For each line in the records that contains "folders", make a copy.

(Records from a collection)
■ ■ ■ ■ ■

//! Shared fixtures and proptest strategies for the integration tests

#![allow(dead_code)]

use proptest::collection::{btree_map, vec};
use proptest::option;
use proptest::prelude::*;
use std::collections::BTreeMap;
use uuid::Uuid;

use template_provisioner::model::{
    AuditSettings, CustomAction, DataRow, FieldRef, Folder, ListInstance, Payload, Template, View,
    WorkflowDefinition, WorkflowSubscription, AUDIT_FLAGS, UNIVERSAL_RESTRICTION,
};
use template_provisioner::schema::SchemaVersion;

pub fn name_strategy() -> impl Strategy<Value = String> {
    "[A-Za-z][A-Za-z0-9]{0,7}"
}

pub fn text_strategy() -> impl Strategy<Value = String> {
    "[A-Za-z0-9 ./<>=\"-]{0,16}"
}

pub fn pairs_strategy() -> impl Strategy<Value = BTreeMap<String, String>> {
    btree_map(name_strategy(), text_strategy(), 0..4)
}

pub fn guid_strategy() -> impl Strategy<Value = Uuid> {
    any::<u128>().prop_map(Uuid::from_u128)
}

fn folder_strategy() -> impl Strategy<Value = Folder> {
    (name_strategy(), vec(name_strategy(), 0..3)).prop_map(|(name, children)| Folder {
        name,
        folders: children.into_iter().map(Folder::new).collect(),
    })
}

fn field_ref_strategy(version: SchemaVersion) -> impl Strategy<Value = FieldRef> {
    (
        guid_strategy(),
        name_strategy(),
        option::of(text_strategy()),
        any::<bool>(),
        any::<bool>(),
    )
        .prop_map(move |(id, name, display_name, required, hidden)| FieldRef {
            id,
            name,
            display_name: display_name.filter(|_| version >= SchemaVersion::V201801),
            required,
            hidden,
        })
}

/// Template revisions, including fractions a float cannot hold exactly
pub fn template_version_strategy() -> impl Strategy<Value = f64> {
    prop_oneof![
        (0u32..2000).prop_map(|n| f64::from(n) / 10.0),
        -1.0e9f64..1.0e9,
        (1u32..1000, 1u32..1000).prop_map(|(a, b)| f64::from(a) / f64::from(b)),
    ]
}

/// View markup as text, or structured content as a document would carry it
pub fn payload_strategy() -> impl Strategy<Value = Payload> {
    prop_oneof![
        text_strategy().prop_map(Payload::Text),
        btree_map(name_strategy(), name_strategy(), 0..3)
            .prop_map(|map| Payload::Structured(serde_json::to_string(&map).unwrap_or_default())),
    ]
}

fn custom_action_strategy() -> impl Strategy<Value = CustomAction> {
    (
        name_strategy(),
        text_strategy(),
        any::<i32>(),
        text_strategy(),
        text_strategy(),
    )
        .prop_map(|(name, location, sequence, url, command_ui_extension)| CustomAction {
            name,
            location,
            sequence,
            url,
            command_ui_extension: command_ui_extension.into(),
        })
}

/// A list using only the fields `version` declares
pub fn list_strategy(version: SchemaVersion) -> impl Strategy<Value = ListInstance> {
    let header = (
        text_strategy(),
        name_strategy(),
        text_strategy(),
        any::<i32>(),
        any::<bool>(),
        any::<bool>(),
    );
    let children = (
        vec(field_ref_strategy(version), 0..3),
        pairs_strategy(),
        vec(pairs_strategy().prop_map(|values| DataRow { values }), 0..3),
        vec(payload_strategy().prop_map(|schema_xml| View { schema_xml }), 0..4),
        vec(folder_strategy(), 0..3),
        vec(custom_action_strategy(), 0..2),
    );
    (header, children).prop_map(
        move |(
            (title, url, description, template_type, enable_versioning, remove_existing_views),
            (field_refs, field_defaults, data_rows, views, folders, user_custom_actions),
        )| ListInstance {
            title,
            url: format!("lists/{}", url),
            description,
            template_type,
            enable_versioning,
            remove_existing_views,
            field_refs,
            field_defaults,
            data_rows,
            views,
            folders: if version >= SchemaVersion::V201705 {
                folders
            } else {
                Vec::new()
            },
            user_custom_actions,
        },
    )
}

fn workflow_definition_strategy() -> impl Strategy<Value = WorkflowDefinition> {
    (
        guid_strategy(),
        name_strategy(),
        text_strategy(),
        any::<bool>(),
        prop::sample::select(vec![UNIVERSAL_RESTRICTION, "List", "Site"]),
        pairs_strategy(),
    )
        .prop_map(
            |(id, display_name, description, published, restrict_to_type, properties)| WorkflowDefinition {
                id,
                xaml_path: format!("{}.xaml", id),
                display_name,
                description,
                published,
                restrict_to_type: restrict_to_type.to_string(),
                properties,
                ..WorkflowDefinition::default()
            },
        )
}

fn workflow_subscription_strategy(version: SchemaVersion) -> impl Strategy<Value = WorkflowSubscription> {
    (
        guid_strategy(),
        name_strategy(),
        any::<bool>(),
        vec(name_strategy(), 0..3),
        option::of(name_strategy().prop_map(|title| format!("{{listid:{}}}", title))),
        "0x01[0-9A-F]{0,6}",
        pairs_strategy(),
    )
        .prop_map(
            move |(definition_id, name, enabled, event_types, list_id, content_type, property_definitions)| {
                WorkflowSubscription {
                    definition_id,
                    name,
                    enabled,
                    event_source_id: list_id.clone().unwrap_or_default(),
                    event_types,
                    list_id,
                    parent_content_type_id: if version >= SchemaVersion::V201705 {
                        content_type
                    } else {
                        String::new()
                    },
                    property_definitions,
                    ..WorkflowSubscription::default()
                }
            },
        )
}

fn audit_strategy() -> impl Strategy<Value = AuditSettings> {
    let bits: Vec<i64> = AUDIT_FLAGS.iter().map(|(_, v)| *v).filter(|v| *v > 0).collect();
    (prop::sample::subsequence(bits, 0..5), 0..365i32, any::<bool>()).prop_map(
        |(flags, audit_log_trimming_retention, trim_audit_log)| AuditSettings {
            audit_flags: flags.into_iter().fold(0, |mask, bit| mask | bit),
            audit_log_trimming_retention,
            trim_audit_log,
        },
    )
}

/// A template restricted to the fields `version` declares
pub fn template_strategy(version: SchemaVersion) -> impl Strategy<Value = Template> {
    let base = (
        name_strategy(),
        template_version_strategy(),
        option::of(text_strategy()),
        text_strategy(),
        pairs_strategy(),
        pairs_strategy(),
        pairs_strategy(),
    );
    let body = (
        vec(list_strategy(version), 0..3),
        vec(workflow_definition_strategy(), 0..3),
        vec(workflow_subscription_strategy(version), 0..3),
        option::of(audit_strategy()),
    );
    (base, body).prop_map(
        move |(
            (id, revision, display_name, description, properties, parameters, property_bag),
            (lists, workflow_definitions, workflow_subscriptions, audit_settings),
        )| Template {
            schema_version: None,
            id,
            version: revision,
            display_name: display_name.filter(|_| version >= SchemaVersion::V201801),
            description,
            properties,
            parameters,
            property_bag,
            lists,
            workflow_definitions,
            workflow_subscriptions,
            audit_settings: audit_settings.filter(|_| version >= SchemaVersion::V201705),
        },
    )
}

pub fn versioned_template_strategy() -> impl Strategy<Value = (SchemaVersion, Template)> {
    prop::sample::select(SchemaVersion::ALL.to_vec())
        .prop_flat_map(|version| template_strategy(version).prop_map(move |t| (version, t)))
}

/// A hand-written template touching every serializer
pub fn sample_template(version: SchemaVersion) -> Template {
    let mut template = Template::new("PROJECT-SITE");
    template.version = 3.5;
    template.description = "Project site".into();
    template.properties.insert("Owner".into(), "PMO".into());
    template.parameters.insert("Department".into(), "Finance".into());
    template
        .property_bag
        .insert("projects_list".into(), "{listid:Projects}".into());

    let mut list = ListInstance::new("Projects", "lists/projects");
    list.enable_versioning = true;
    list.field_refs.push(FieldRef {
        id: Uuid::from_u128(0x2222_2222_2222_2222_2222_2222_2222_2222),
        name: "Status".into(),
        display_name: None,
        required: true,
        hidden: false,
    });
    list.field_defaults.insert("Status".into(), "Active".into());
    list.data_rows.push(DataRow::new([("Title", "Kickoff"), ("Status", "Active")]));
    list.views = ["<View Name='A'/>", "<View Name='B'/>", "<View Name='C'/>"]
        .into_iter()
        .map(|xml| View {
            schema_xml: xml.into(),
        })
        .collect();
    list.user_custom_actions.push(CustomAction {
        name: "Export".into(),
        location: "CommandUI.Ribbon".into(),
        sequence: 10,
        url: "~site/export.aspx".into(),
        command_ui_extension: "<CommandUIExtension/>".into(),
    });
    template.lists.push(list);

    let definition_id = Uuid::from_u128(0x3333_3333_3333_3333_3333_3333_3333_3333);
    template.workflow_definitions.push(WorkflowDefinition {
        id: definition_id,
        display_name: "Approve project".into(),
        published: true,
        restrict_to_type: "List".into(),
        xaml_path: format!("{}.xaml", definition_id),
        ..WorkflowDefinition::default()
    });
    template.workflow_subscriptions.push(WorkflowSubscription {
        definition_id,
        name: "Approve on add".into(),
        enabled: true,
        event_source_id: "{listid:Projects}".into(),
        event_types: vec!["ItemAdded".into()],
        list_id: Some("{listid:Projects}".into()),
        ..WorkflowSubscription::default()
    });

    if version >= SchemaVersion::V201705 {
        template.lists[0].folders = vec![
            Folder::new("2024").with_folder(Folder::new("Q1")),
            Folder::new("2025"),
        ];
        template.workflow_subscriptions[0].parent_content_type_id = "0x0100".into();
        template.audit_settings = Some(AuditSettings {
            audit_flags: 2 | 8 | 16,
            audit_log_trimming_retention: 90,
            trim_audit_log: true,
        });
    }
    if version >= SchemaVersion::V201801 {
        template.display_name = Some("Project site".into());
        template.lists[0].field_refs[0].display_name = Some("Project status".into());
    }
    template
}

■ ■ ■ ■ ■

Answer to this exercise »
        folders: children.into_iter().map(Folder::new).collect(),
            (field_refs, field_defaults, data_rows, views, folders, user_custom_actions),
            folders: if version >= SchemaVersion::V201705 {
                folders
        template.lists[0].folders = vec![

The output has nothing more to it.